Wildlife highways are designed to safely connect two areas that are otherwise separated for animals.
Despite the name “wildlife” highway, humans benefit from having fewer collisions with wildlife and fewer close encounters.
Even better, their impact has been wildly successful.
Before leaving office, the Biden-Harris Administration awarded $125 Million in grants to improve safety for both wildlife and humans.
Sixteen wildlife projects in the Wildlife Crossings Pilot Program have been funded through President Biden’s Bipartisan Infrastructure Law, which also had success in reconnecting the Klamath River.
Every year more than one million wildlife vehicle collisions occur and result in around 200 deaths and 26,000 injuries to humans.
It is estimated that these collisions cost the public more than $10 billion annually as well as harms wildlife populations by fragmenting habitats and having loss of key species.
Living in the Appalachian region, I have seen more mountain lions dead on the side of the road than alive, and I’ve been lucky enough to watch a pair cubs playing in my yard.
“Too many Americans are injured or killed each year in crashes involving cars and wildlife, especially in rural areas — which is why our Department created the first-ever program dedicated to crossings that make roads and highways safer for both humans and wildlife,” U.S. Transportation Secretary Pete Buttigieg
So where are these first wildlife highways being installed?
- Oregon will build a crossing to connect wildlife to the Mariposa Preserve, including deer, bears, elk, and cougars.
- Massachusetts will complete a wildlife crossing project along the Appalachian Trail by protecting wildlife, hikers, and motorists from deer.
- North Carolina will install multiple crossings within the Alligator River National Wildlife Refuge to support the Red Wolf Recovery Program to aid the red wolf, black bear and white-tailed deer.
I’m excited for North Carolina’s program, as a night spent in my car in Nag’s Head ended with me being awoken to a red wolf crossing a barren road in front of me at 4 am in the morning, and it was a magical experience! I’d never before encountered a wolf in the wild.

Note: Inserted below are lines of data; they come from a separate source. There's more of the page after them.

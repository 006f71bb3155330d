pub mod calculator;
pub mod series;
pub mod studies;

pub use calculator::{IndicatorCalculator, IndicatorResult};
pub use series::PriceSeries;
pub use studies::{
    ema_series, sma_series, AtrIndicator, BollingerBands, BollingerIndicator, EmaIndicator,
    MacdCross, MacdIndicator, MacdValue, RsiIndicator, SmaIndicator, StochasticIndicator,
    StochasticValue,
};

pub use common::{IndicatorConfig, IndicatorKind};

- Idaho will build three wildlife underpasses near Rocky Point to prevent frequent deer collisions.
- Missouri will add fencing to help guide animals with existing structures to improve their efficacy.
- Nevada will bill sixty-one wildlife crossings, connect habitat for the Mojave Desert tortoise, and complete the last segment of crossing that does not have a safe way for tortoises to cross.
- New Mexico will design crossings over an 8-mile stretch to aid mules, deer, elk, pronghorn, black bears, and mountain lions.
- Maine will build a wildlife crossing by utilizing a pre-existing and unused arch to provide moose, deer, and other animals crossing in the city of Caribou.
- Florida will reconstruct a highway, raise it, and build a wildlife crossing underpass beneath, aiding the Florida panther, white-tailed deer, black bear, and American alligators.
Other projects include New York, Montana, Michigan, Maryland, Georgia, Arizona, and Alaska, which will conduct research to discover the best places to install crossings and improve safety.